Work instruction: In the records below, find each line with "user" and copy it.
****************
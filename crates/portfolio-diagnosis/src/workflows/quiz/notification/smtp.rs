use async_trait::async_trait;
use lettre::message::header::ContentType;
use lettre::message::Mailbox;
use lettre::transport::smtp::authentication::Credentials;
use lettre::{Address, AsyncSmtpTransport, AsyncTransport, Message, Tokio1Executor};

use super::templates::EmailBody;
use super::transport::{MailError, MailSender, MailTransport, OutgoingMail};
use crate::config::MailConfig;

/// STARTTLS relay client authenticated with the configured SMTP credentials.
pub struct SmtpMailTransport {
    mailer: AsyncSmtpTransport<Tokio1Executor>,
}

impl SmtpMailTransport {
    pub fn from_config(config: &MailConfig) -> Result<Self, MailError> {
        let mut builder = AsyncSmtpTransport::<Tokio1Executor>::starttls_relay(&config.smtp_host)
            .map_err(|err| MailError::Transport(err.to_string()))?
            .port(config.smtp_port);

        if let (Some(user), Some(pass)) = (&config.smtp_user, &config.smtp_pass) {
            builder = builder.credentials(Credentials::new(user.clone(), pass.clone()));
        }

        Ok(Self {
            mailer: builder.build(),
        })
    }
}

fn mailbox(name: Option<&str>, address: &str) -> Result<Mailbox, MailError> {
    let parsed = address
        .trim()
        .parse::<Address>()
        .map_err(|err| MailError::Address {
            address: address.to_string(),
            reason: err.to_string(),
        })?;
    Ok(Mailbox::new(name.map(str::to_string), parsed))
}

fn sender_mailbox(sender: MailSender) -> Result<Mailbox, MailError> {
    mailbox(Some(sender.name), sender.address)
}

fn build_message(mail: OutgoingMail) -> Result<Message, MailError> {
    let mut builder = Message::builder()
        .from(sender_mailbox(mail.from)?)
        .subject(mail.subject);
    for recipient in &mail.to {
        builder = builder.to(mailbox(None, recipient)?);
    }

    let (content_type, body) = match mail.body {
        EmailBody::Html(body) => (ContentType::TEXT_HTML, body),
        EmailBody::Text(body) => (ContentType::TEXT_PLAIN, body),
    };

    builder
        .header(content_type)
        .body(body)
        .map_err(|err| MailError::Build(err.to_string()))
}

#[async_trait]
impl MailTransport for SmtpMailTransport {
    async fn send(&self, mail: OutgoingMail) -> Result<(), MailError> {
        let recipients = mail.to.len();
        let message = build_message(mail)?;
        let response = self
            .mailer
            .send(message)
            .await
            .map_err(|err| MailError::Transport(err.to_string()))?;

        tracing::debug!(
            recipients,
            code = %response.code(),
            "smtp relay accepted message"
        );
        Ok(())
    }
}
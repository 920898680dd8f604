use crate::config::ConfigError;
use crate::telemetry::TelemetryError;
use crate::workflows::quiz::intake::IntakeErrors;
use crate::workflows::quiz::notification::{MailError, NotificationError};
use axum::http::StatusCode;
use axum::response::{IntoResponse, Response};
use axum::Json;
use serde_json::json;
use std::fmt;

#[derive(Debug)]
pub enum AppError {
    Config(ConfigError),
    Telemetry(TelemetryError),
    Io(std::io::Error),
    Server(axum::Error),
    Mail(MailError),
    Notification(NotificationError),
    Intake(IntakeErrors),
}

impl fmt::Display for AppError {
    fn fmt(&self, f: &mut fmt::Formatter<'_>) -> fmt::Result {
        match self {
            AppError::Config(err) => write!(f, "configuration error: {}", err),
            AppError::Telemetry(err) => write!(f, "telemetry error: {}", err),
            AppError::Io(err) => write!(f, "io error: {}", err),
            AppError::Server(err) => write!(f, "server error: {}", err),
            AppError::Mail(err) => write!(f, "mail error: {}", err),
            AppError::Notification(err) => write!(f, "notification error: {}", err),
            AppError::Intake(err) => write!(f, "invalid input: {}", err),
        }
    }
}

impl std::error::Error for AppError {
    fn source(&self) -> Option<&(dyn std::error::Error + 'static)> {
        match self {
            AppError::Config(err) => Some(err),
            AppError::Telemetry(err) => Some(err),
            AppError::Io(err) => Some(err),
            AppError::Server(err) => Some(err),
            AppError::Mail(err) => Some(err),
            AppError::Notification(err) => Some(err),
            AppError::Intake(err) => Some(err),
        }
    }
}

impl IntoResponse for AppError {
    fn into_response(self) -> Response {
        let body = Json(json!({ "error": self.to_string() }));
        (StatusCode::INTERNAL_SERVER_ERROR, body).into_response()
    }
}

impl From<ConfigError> for AppError {
    fn from(value: ConfigError) -> Self {
        Self::Config(value)
    }
}

impl From<TelemetryError> for AppError {
    fn from(value: TelemetryError) -> Self {
        Self::Telemetry(value)
    }
}

impl From<std::io::Error> for AppError {
    fn from(value: std::io::Error) -> Self {
        Self::Io(value)
    }
}

impl From<axum::Error> for AppError {
    fn from(value: axum::Error) -> Self {
        Self::Server(value)
    }
}

impl From<MailError> for AppError {
    fn from(value: MailError) -> Self {
        Self::Mail(value)
    }
}

impl From<NotificationError> for AppError {
    fn from(value: NotificationError) -> Self {
        Self::Notification(value)
    }
}

impl From<IntakeErrors> for AppError {
    fn from(value: IntakeErrors) -> Self {
        Self::Intake(value)
    }
}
****************
Exercise solution:
        if let (Some(user), Some(pass)) = (&config.smtp_user, &config.smtp_pass) {
            builder = builder.credentials(Credentials::new(user.clone(), pass.clone()));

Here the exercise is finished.